Meta has cut thousands of non-AI roles while lavishing elite AI talent with nine-figure packages, offering a stark preview of how the future of work is dividing into winners and everyone else.
By Wocult Affairs
18 July 2026

A Bloomberg story found that Meta has cut roughly 8,000 employees — about 10 per cent of its workforce — while redirecting 7,000 others into newly formed AI teams. Software engineers and machine learning specialists make up the group moving up the new AI hierarchy, while traditional product management, marketing, and mid-tier engineering roles account for most of the departing positions.

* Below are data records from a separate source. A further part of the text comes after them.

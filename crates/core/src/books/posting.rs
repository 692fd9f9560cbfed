//! The event-to-posting mapping table.
//!
//! Pure functions from raw events to balanced debit/credit postings. One
//! posting per event; dividend stock rows produce none because they carry no
//! cash leg at recording time. Trading fees map as independent entries, never
//! netted into the trade they relate to.

use chrono::NaiveDate;
use rust_decimal::Decimal;

use super::books_model::{JournalEntry, LedgerAccount};
use crate::cash::{CashTransaction, CashTransactionType};
use crate::fees::TradingFee;
use crate::funds::{FundTransactionType, MutualFundTransaction};
use crate::invoices::{Invoice, InvoiceStatus, InvoiceType};
use crate::stocks::{StockTransaction, StockTransactionType};

/// Which of the five raw sources a posting came from. The order here is the
/// deterministic tie-break for same-date journal entries.
#[derive(Debug, Clone, Copy, PartialEq, Eq, PartialOrd, Ord)]
pub enum SourceKind {
    CashTransaction,
    Invoice,
    StockTransaction,
    FundTransaction,
    TradingFee,
}

/// A balanced debit/credit pair derived from one raw event.
#[derive(Debug, Clone, PartialEq, Eq)]
pub struct Posting {
    pub id: String,
    pub date: NaiveDate,
    pub description: String,
    pub debit: LedgerAccount,
    pub credit: LedgerAccount,
    pub amount: Decimal,
    pub source: SourceKind,
}

impl Posting {
    /// Renders the posting as a journal line with flat account names.
    pub fn into_journal_entry(self) -> JournalEntry {
        JournalEntry {
            id: self.id,
            date: self.date,
            description: self.description,
            debit_account: self.debit.to_string(),
            credit_account: self.credit.to_string(),
            amount: self.amount,
        }
    }
}

/// Gross trade value of a stock event.
pub fn stock_gross_amount(transaction: &StockTransaction) -> Decimal {
    transaction.shares * transaction.price_per_share
}

/// Gross flow value of a fund event: `units * nav` when both are tracked,
/// otherwise the recorded amount.
pub fn fund_gross_amount(transaction: &MutualFundTransaction) -> Decimal {
    match (transaction.units, transaction.nav) {
        (Some(units), Some(nav)) => units * nav,
        _ => transaction.amount,
    }
}

/// Cash income debits cash against a categorized revenue account; expense is
/// the mirror.
pub fn post_cash_transaction(transaction: &CashTransaction) -> Option<Posting> {
    let (debit, credit, fallback) = match transaction.transaction_type {
        CashTransactionType::Income => (
            LedgerAccount::Cash,
            LedgerAccount::Revenue(transaction.category.clone()),
            format!("{} income", transaction.category),
        ),
        CashTransactionType::Expense => (
            LedgerAccount::Expense(transaction.category.clone()),
            LedgerAccount::Cash,
            format!("{} expense", transaction.category),
        ),
    };
    Some(Posting {
        id: format!("txn-{}", transaction.id),
        date: transaction.date,
        description: transaction.description.clone().unwrap_or(fallback),
        debit,
        credit,
        amount: transaction.amount,
        source: SourceKind::CashTransaction,
    })
}

/// Paid invoices settle against cash; unpaid ones sit on the receivable or
/// payable account. Cancelled invoices fall into the unpaid branch here; only
/// the trial balance fold excludes them.
pub fn post_invoice(invoice: &Invoice) -> Option<Posting> {
    let (debit, credit, description) = match (invoice.invoice_type, invoice.status) {
        (InvoiceType::Income, InvoiceStatus::Paid) => (
            LedgerAccount::Cash,
            LedgerAccount::Revenue("Invoiced".to_string()),
            format!(
                "Invoice #{} - {} (Paid)",
                invoice.invoice_number, invoice.client_name
            ),
        ),
        (InvoiceType::Income, _) => (
            LedgerAccount::AccountsReceivable,
            LedgerAccount::Revenue("Invoiced".to_string()),
            format!("Invoice #{} - {}", invoice.invoice_number, invoice.client_name),
        ),
        (InvoiceType::Expense, InvoiceStatus::Paid) => (
            LedgerAccount::Expense("Invoiced".to_string()),
            LedgerAccount::Cash,
            format!(
                "Expense Invoice #{} - {} (Paid)",
                invoice.invoice_number, invoice.client_name
            ),
        ),
        (InvoiceType::Expense, _) => (
            LedgerAccount::Expense("Invoiced".to_string()),
            LedgerAccount::AccountsPayable,
            format!(
                "Expense Invoice #{} - {}",
                invoice.invoice_number, invoice.client_name
            ),
        ),
    };
    Some(Posting {
        id: format!("inv-{}", invoice.id),
        date: invoice.invoice_date,
        description,
        debit,
        credit,
        amount: invoice.total_amount,
        source: SourceKind::Invoice,
    })
}

/// Buys move cash into the stock investment account; sells move it back at
/// gross trade value (realized P&L stays on the event row). Dividend rows
/// have no posting.
pub fn post_stock_transaction(transaction: &StockTransaction) -> Option<Posting> {
    let amount = stock_gross_amount(transaction);
    let (debit, credit, description) = match transaction.transaction_type {
        StockTransactionType::Buy => (
            LedgerAccount::InvestmentsStocks,
            LedgerAccount::Cash,
            format!(
                "Buy {} shares of {}",
                transaction.shares, transaction.symbol
            ),
        ),
        StockTransactionType::Sell => (
            LedgerAccount::Cash,
            LedgerAccount::InvestmentsStocks,
            format!(
                "Sell {} shares of {}",
                transaction.shares, transaction.symbol
            ),
        ),
        StockTransactionType::Dividend => return None,
    };
    Some(Posting {
        id: format!("stock-{}", transaction.id),
        date: transaction.transaction_date,
        description,
        debit,
        credit,
        amount,
        source: SourceKind::StockTransaction,
    })
}

/// Fund flows mirror the stock legs against the mutual fund investment
/// account.
pub fn post_fund_transaction(transaction: &MutualFundTransaction) -> Option<Posting> {
    let amount = fund_gross_amount(transaction);
    let (debit, credit, description) = match transaction.transaction_type {
        FundTransactionType::Invest => (
            LedgerAccount::InvestmentsMutualFunds,
            LedgerAccount::Cash,
            format!(
                "Invest {} in {}",
                transaction.amount, transaction.fund_name
            ),
        ),
        FundTransactionType::Withdraw => (
            LedgerAccount::Cash,
            LedgerAccount::InvestmentsMutualFunds,
            format!(
                "Withdraw {} from {}",
                transaction.amount, transaction.fund_name
            ),
        ),
    };
    Some(Posting {
        id: format!("mf-{}", transaction.id),
        date: transaction.transaction_date,
        description,
        debit,
        credit,
        amount,
        source: SourceKind::FundTransaction,
    })
}

/// Every fee is a categorized expense paid from cash.
pub fn post_trading_fee(fee: &TradingFee) -> Option<Posting> {
    Some(Posting {
        id: format!("fee-{}", fee.id),
        date: fee.fee_date,
        description: fee
            .description
            .clone()
            .unwrap_or_else(|| format!("Trading fee - {}", fee.fee_type)),
        debit: LedgerAccount::Expense(fee.fee_type.as_str().to_string()),
        credit: LedgerAccount::Cash,
        amount: fee.amount,
        source: SourceKind::TradingFee,
    })
}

The pattern fits what analysts are calling a K-shaped company — a term borrowed from economics. The original concept of a "K-shaped economy" emerged during the COVID‑19 pandemic to describe a diverging recovery, where some segments of society rebounded quickly while others lagged. Picture the letter K: one line slopes upward, the other slopes downward. After a structural shift, different groups move in opposite directions — one side experiences growth and compounding advantage, while the other faces stagnation and long-term erosion. Applied inside a single company, the same logic holds. Those on the upper leg of the K are the AI elite, ascending and expanding their pay and prestige. Those on the lower leg are treated as disposable — their futures more uncertain, their power waning.


Inside Meta, the gap is hard to miss. Top AI executives and researchers are courted with nine-figure compensation packages, and some have reportedly been offered $500,000 in additional equity simply to stay, even as mass layoffs loomed over much of the company. Meanwhile, some non-AI staff have seen budgets slashed even as Meta's profits grow. Workers' keystrokes and mouse clicks have been tracked to train the company's AI agents.


Executives have called the rollout of the company's new AI organisation "atrocious" and acknowledged the workplace has become "brutal." Meta employees are signing petitions, openly criticising management and, in the UK, even attempting to form a union.


For working professionals, the salary data spells out which skills now command the most. AI engineer salaries jumped to an average of $206,000 in 2025, a $50,000 increase from the previous year, and specialised roles in areas like deep learning, LLM fine-tuning, and MLOps are commanding premiums of 30 to 50 per cent above generalist engineering salaries. Large language model expertise leads demand, with nearly 57,000 active job listings and average annual pay approaching $199,000. LLM fine-tuning — a more specialised subset — pays even more, averaging $208,000 per year.


Meta's workforce split is not just a morale story — it is a structural preview of what companies become when AI infrastructure is the only function that justifies permanent headcount. As one Bloomberg columnist warned: "In a K-shaped economy, distrust, fear and cynicism festers among those at the bottom. The same goes for a K-shaped company."